Bir basket ve bir basket daha… işte üst üste, attığı basketlerle kendinden söz ettiren Türkiye’nin ikinci Melih’i, Sıtkı. Değişken bir karaktere sahip olan Sıtkı basketbolda en iyiyi yapmak için gösterdiği hırsı derslerinde de gösterseydi, sınıfımızın bir numaralı ineği olurdu. Ne yazık ki basket ve kızların dışındaki konular onu hiç ilgilendirmiyor. Ama nasılsa kasla göz arasında dersleri de kıvırtmaktan geri kalmıyor. Bu arada arkadaşımızın hoş sohbet biri olduğunu da unutmamamız gerekir. Nerede bir kalabalık görürseniz bilin ki Sıtkı’ nın o, her zamanki tatlı sohbetlerinden birini dinliyorlardır. Konu da, ya grup anıları, ya güvercinleri ya da kızlardır. Bu tatlı konuşmasıyla kırdığı kalpleri hiç bir şey olmamışcasına onarmayı öyle iyi bilir ki, onun bu sempatikliğine dayanamazsınız. Bu özelliği, ile hayatta hiç yalnız bırakılmayacağını umuyoruz, özellikle kızlar tarafından… Sık sık “ekmek çarpsın” demekten bir türlü kendini alakoyamayan yakışıklı arkadaşımızın sürekli inci dişlerini göstererek attığı şuh kahkahaları unutmayacağız.
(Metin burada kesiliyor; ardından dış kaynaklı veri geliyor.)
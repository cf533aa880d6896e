//! End-to-end job tests: daily selection, result fetching with fallback,
//! settlement, post-mortems and manual override.

use chrono::{Duration as ChronoDuration, NaiveDate, Utc};
use std::sync::atomic::Ordering;
use std::time::Duration;

use smartacca::engine::jobs::{FetchScope, MANUAL_SOURCE};
use smartacca::storage::MatchStore;
use smartacca::types::{AccaError, Fixture, MatchStatus, Outcome, RiskLevel};

use crate::mock_sources::{analysis_reply, fixture, kickoff, match_day, Harness};

/// Five fixtures: two Low, one Medium, one High and one the AI fails on.
fn matchday_fixtures() -> Vec<Fixture> {
    vec![
        fixture(1, "Arsenal", "Chelsea", kickoff(12)),
        fixture(2, "Liverpool", "Everton", kickoff(14)),
        fixture(3, "Brighton", "Fulham", kickoff(15)),
        fixture(4, "Wolves", "Burnley", kickoff(15)),
        fixture(5, "Newcastle", "Spurs", kickoff(17)),
    ]
}

async fn matchday() -> Harness {
    let h = Harness::new(matchday_fixtures()).await;
    h.ai.script("Arsenal", analysis_reply(8.5, "Low Risk", "Home Win"));
    h.ai.script("Liverpool", analysis_reply(7.0, "Low Risk", "Over 2.5 Goals"));
    h.ai.script("Brighton", analysis_reply(6.5, "Medium Risk", "BTTS"));
    h.ai.script("Wolves", analysis_reply(9.0, "High Risk", "Home Win"));
    h
}

fn fixture_ids(records: &[smartacca::types::MatchRecord]) -> Vec<i64> {
    records.iter().map(|r| r.fixture.fixture_id).collect()
}

// ---------------------------------------------------------------------------
// Daily generation
// ---------------------------------------------------------------------------

#[tokio::test]
async fn test_daily_generation_persists_all_and_selects_eligible() {
    let h = matchday().await;
    let report = h.pipeline.generate_daily(match_day(), false).await.unwrap();

    assert_eq!(report.fixtures, 5);
    assert_eq!(report.persisted, 5);
    assert_eq!(report.failed, 0);
    let picked: Vec<i64> = report.selected.iter().map(|a| a.fixture.fixture_id).collect();
    assert_eq!(picked, vec![1, 2, 3]);

    let store = h.pipeline.store();
    let members = store.accumulator_for_day(match_day()).await.unwrap();
    assert_eq!(fixture_ids(&members), vec![1, 2, 3]);
    assert_eq!(store.by_day(match_day()).await.unwrap().len(), 5);

    let failed = store.by_fixture(5).await.unwrap().unwrap();
    assert_eq!(failed.risk, RiskLevel::High);
    assert_eq!(failed.confidence, 0.0);
    assert!(!failed.in_accumulator);
    assert!(failed
        .rationale
        .as_deref()
        .unwrap()
        .starts_with("Analysis unavailable"));

    // Pacing only: the failed call is not retried.
    assert_eq!(h.sleeper.take(), vec![Duration::from_secs(4); 4]);
}

#[tokio::test]
async fn test_rerun_same_day_is_idempotent() {
    let h = matchday().await;
    h.pipeline.generate_daily(match_day(), false).await.unwrap();
    let first_id = h.record_id(1).await;

    h.pipeline.generate_daily(match_day(), false).await.unwrap();

    let store = h.pipeline.store();
    assert_eq!(store.by_day(match_day()).await.unwrap().len(), 5);
    assert_eq!(h.record_id(1).await, first_id);
    let members = store.accumulator_for_day(match_day()).await.unwrap();
    assert_eq!(fixture_ids(&members), vec![1, 2, 3]);
    assert_eq!(h.fixtures.calls.load(Ordering::SeqCst), 2);
}

#[tokio::test]
async fn test_reset_clears_previous_days() {
    let store = MatchStore::in_memory().await.unwrap();
    let saturday = match_day();
    let sunday = saturday.succ_opt().unwrap();

    let a = Harness::with_store(
        vec![
            fixture(1, "Arsenal", "Chelsea", kickoff(12)),
            fixture(2, "Liverpool", "Everton", kickoff(14)),
        ],
        store.clone(),
    )
    .await;
    a.ai.script("Arsenal", analysis_reply(8.0, "Low Risk", "Home Win"));
    a.ai.script("Liverpool", analysis_reply(7.0, "Low Risk", "Home Win"));
    a.pipeline.generate_daily(saturday, false).await.unwrap();

    let b = Harness::with_store(
        vec![fixture(11, "Leeds", "Sunderland", kickoff(13) + ChronoDuration::days(1))],
        store.clone(),
    )
    .await;
    b.ai.script("Leeds", analysis_reply(7.5, "Medium Risk", "Home Win"));

    b.pipeline.generate_daily(sunday, false).await.unwrap();
    assert_eq!(store.accumulator_members().await.unwrap().len(), 3);

    b.pipeline.generate_daily(sunday, true).await.unwrap();
    let members = store.accumulator_members().await.unwrap();
    assert_eq!(fixture_ids(&members), vec![11]);
    assert!(store.accumulator_for_day(saturday).await.unwrap().is_empty());
}

#[tokio::test]
async fn test_rate_limited_analysis_waits_suggested_delay() {
    let h = Harness::new(vec![fixture(1, "Arsenal", "Chelsea", kickoff(12))]).await;
    h.ai.script("Arsenal", analysis_reply(8.0, "Low Risk", "Home Win"));
    h.ai.rate_limit(2);

    let report = h.pipeline.generate_daily(match_day(), false).await.unwrap();

    assert_eq!(report.selected.len(), 1);
    assert_eq!(report.selected[0].risk, RiskLevel::Low);
    assert_eq!(h.ai.analysis_calls.load(Ordering::SeqCst), 1);
    // "retry in 2s" plus the 1s buffer, twice.
    assert_eq!(h.sleeper.take(), vec![Duration::from_secs(3); 2]);
}

// ---------------------------------------------------------------------------
// Result fetching
// ---------------------------------------------------------------------------

#[tokio::test]
async fn test_fetch_settles_members_and_writes_post_mortems() {
    let h = matchday().await;
    h.pipeline.generate_daily(match_day(), false).await.unwrap();
    h.sleeper.take();

    h.primary.set(1, 2, 0, MatchStatus::FullTime);
    h.primary.set(2, 1, 0, MatchStatus::FullTime);
    h.primary.set(4, 1, 0, MatchStatus::Live);
    h.board.push("Brighton & Hove Albion", "Fulham FC", (1, 1), MatchStatus::FullTime);

    let report = h.pipeline.fetch_results(FetchScope::Day(match_day())).await.unwrap();
    assert_eq!(report.considered, 5);
    assert_eq!(report.successful, 4);
    assert_eq!(report.failed, 1);
    assert_eq!(report.accuracy.overall.correct, 2);
    assert_eq!(report.accuracy.overall.incorrect, 1);
    assert_eq!(report.accuracy.high_confidence.correct, 1);

    let store = h.pipeline.store();
    let arsenal = store.by_fixture(1).await.unwrap().unwrap();
    assert_eq!(arsenal.outcome, Some(Outcome::Win));
    assert_eq!(arsenal.prediction_correct, Some(true));
    assert!(arsenal.result_fetched);
    assert_eq!(
        arsenal.post_mortem.as_deref(),
        Some("The home side controlled midfield as expected.")
    );
    assert!(arsenal.post_mortem_at.is_some());

    let liverpool = store.by_fixture(2).await.unwrap().unwrap();
    assert_eq!(liverpool.outcome, Some(Outcome::Loss));

    let brighton = store.by_fixture(3).await.unwrap().unwrap();
    assert_eq!(brighton.outcome, Some(Outcome::Win));
    assert_eq!(brighton.result_source.as_deref(), Some("board"));

    // Live score stored, nothing settled, still pending.
    let wolves = store.by_fixture(4).await.unwrap().unwrap();
    assert_eq!(wolves.score(), Some((1, 0)));
    assert_eq!(wolves.status, Some(MatchStatus::Live));
    assert_eq!(wolves.outcome, None);
    assert!(!wolves.result_fetched);

    let newcastle = store.by_fixture(5).await.unwrap().unwrap();
    assert_eq!(newcastle.score(), None);

    // Post-mortems for the three members only; one pacing gap per record.
    assert_eq!(h.ai.post_mortem_calls.load(Ordering::SeqCst), 3);
    assert_eq!(h.sleeper.take(), vec![Duration::from_secs(1); 4]);
}

#[tokio::test]
async fn test_quota_exhaustion_falls_back_to_scoreboard() {
    let h = matchday().await;
    h.pipeline.generate_daily(match_day(), false).await.unwrap();

    h.primary.exhaust_quota();
    h.board.push("Arsenal FC", "Chelsea FC", (3, 1), MatchStatus::FullTime);

    let id = h.record_id(1).await;
    let report = h.pipeline.fetch_results(FetchScope::Record(id)).await.unwrap();
    assert_eq!(report.successful, 1);

    let record = h.pipeline.store().require(id).await.unwrap();
    assert_eq!(record.score(), Some((3, 1)));
    assert_eq!(record.result_source.as_deref(), Some("board"));
    assert_eq!(record.outcome, Some(Outcome::Win));
    assert_eq!(h.primary.calls.load(Ordering::SeqCst), 1);
    assert_eq!(h.board.calls.load(Ordering::SeqCst), 1);
}

#[tokio::test]
async fn test_outcome_is_settled_once() {
    let h = matchday().await;
    h.pipeline.generate_daily(match_day(), false).await.unwrap();
    let id = h.record_id(1).await;

    h.primary.set(1, 2, 0, MatchStatus::FullTime);
    h.pipeline.fetch_results(FetchScope::Record(id)).await.unwrap();

    h.primary.set(1, 0, 2, MatchStatus::FullTime);
    h.pipeline.fetch_results(FetchScope::Record(id)).await.unwrap();

    let record = h.pipeline.store().require(id).await.unwrap();
    assert_eq!(record.score(), Some((0, 2)));
    assert_eq!(record.outcome, Some(Outcome::Win));
    assert_eq!(h.ai.post_mortem_calls.load(Ordering::SeqCst), 1);
}

#[tokio::test]
async fn test_lookback_only_considers_recent_pending() {
    let now = Utc::now();
    let h = Harness::new(vec![
        fixture(1, "Arsenal", "Chelsea", now - ChronoDuration::hours(3)),
        fixture(2, "Liverpool", "Everton", now - ChronoDuration::days(3)),
    ])
    .await;
    h.ai.script("Arsenal", analysis_reply(8.0, "Low Risk", "Home Win"));
    h.ai.script("Liverpool", analysis_reply(7.0, "Low Risk", "Home Win"));
    let today = now.date_naive();
    h.pipeline.generate_daily(today, false).await.unwrap();

    h.primary.set(1, 1, 0, MatchStatus::FullTime);
    h.primary.set(2, 1, 0, MatchStatus::FullTime);

    let first = h.pipeline.fetch_results(FetchScope::LookBack(1)).await.unwrap();
    assert_eq!(first.considered, 1);
    assert_eq!(first.successful, 1);

    let again = h.pipeline.fetch_results(FetchScope::LookBack(1)).await.unwrap();
    assert_eq!(again.considered, 0);
}

// ---------------------------------------------------------------------------
// Manual override & scheduling gate
// ---------------------------------------------------------------------------

#[tokio::test]
async fn test_manual_result_always_reevaluates() {
    let h = matchday().await;
    h.pipeline.generate_daily(match_day(), false).await.unwrap();
    let id = h.record_id(1).await;

    h.primary.set(1, 2, 0, MatchStatus::FullTime);
    h.pipeline.fetch_results(FetchScope::Record(id)).await.unwrap();

    let record = h
        .pipeline
        .apply_manual_result(id, 0, 1, MatchStatus::FullTime)
        .await
        .unwrap();
    assert_eq!(record.score(), Some((0, 1)));
    assert_eq!(record.outcome, Some(Outcome::Loss));
    assert_eq!(record.prediction_correct, Some(false));
    assert_eq!(record.result_source.as_deref(), Some(MANUAL_SOURCE));
    assert!(record.result_fetched);
    assert_eq!(h.ai.post_mortem_calls.load(Ordering::SeqCst), 2);
}

#[tokio::test]
async fn test_manual_result_unknown_record() {
    let h = matchday().await;
    let err = h
        .pipeline
        .apply_manual_result(9999, 1, 0, MatchStatus::FullTime)
        .await
        .unwrap_err();
    assert!(matches!(
        err.downcast_ref::<AccaError>(),
        Some(AccaError::RecordNotFound(9999))
    ));
}

#[tokio::test]
async fn test_keep_fetching_until_members_terminal() {
    let h = matchday().await;
    h.pipeline.generate_daily(match_day(), false).await.unwrap();
    assert!(h.pipeline.should_keep_fetching(match_day()).await.unwrap());

    h.primary.set(1, 2, 0, MatchStatus::FullTime);
    h.primary.set(2, 0, 0, MatchStatus::HalfTime);
    h.primary.set(3, 0, 0, MatchStatus::Postponed);
    h.pipeline.fetch_results(FetchScope::Day(match_day())).await.unwrap();
    assert!(h.pipeline.should_keep_fetching(match_day()).await.unwrap());

    // Non-members (4, 5) never hold the fetcher open.
    h.primary.set(2, 3, 1, MatchStatus::FullTime);
    h.pipeline.fetch_results(FetchScope::Day(match_day())).await.unwrap();
    assert!(!h.pipeline.should_keep_fetching(match_day()).await.unwrap());

    let other_day = NaiveDate::from_ymd_opt(2026, 10, 25).unwrap();
    assert!(!h.pipeline.should_keep_fetching(other_day).await.unwrap());
}

#[tokio::test]
async fn test_file_store_survives_reconnect() {
    let path = std::env::temp_dir().join(format!("smartacca-{}.db", uuid::Uuid::new_v4()));
    let url = format!("sqlite://{}", path.display());

    {
        let store = MatchStore::connect(&url).await.unwrap();
        let h = Harness::with_store(vec![fixture(1, "Arsenal", "Chelsea", kickoff(12))], store).await;
        h.ai.script("Arsenal", analysis_reply(8.0, "Low Risk", "Home Win"));
        h.pipeline.generate_daily(match_day(), false).await.unwrap();
    }

    let reopened = MatchStore::connect(&url).await.unwrap();
    let members = reopened.accumulator_for_day(match_day()).await.unwrap();
    assert_eq!(fixture_ids(&members), vec![1]);
    assert_eq!(members[0].suggested_bet.as_deref(), Some("Home Win"));

    for suffix in ["", "-wal", "-shm"] {
        let _ = std::fs::remove_file(format!("{}{suffix}", path.display()));
    }
}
Bir gün, Sıtkı’ yı bir elinde neşter, bir elinde basket topu ve etrafında bir sürü kızla görebilirsiniz. Hiç şaşırmayın, zira istediği mesleğine ve hayatına kavuşmuş demektir.
Bizi hayal kırıklığına uğratmazsın değil mi Sıtkı?
Geçenlerde kızlar sordu “bu çocuk kimdir”
Ne söylesem az gelir anlatmak imkansızdır.
Aman kızlar kendinizi iyi kollayın
Kazanova oldu gitti, nöbet Sıtkı’nındır.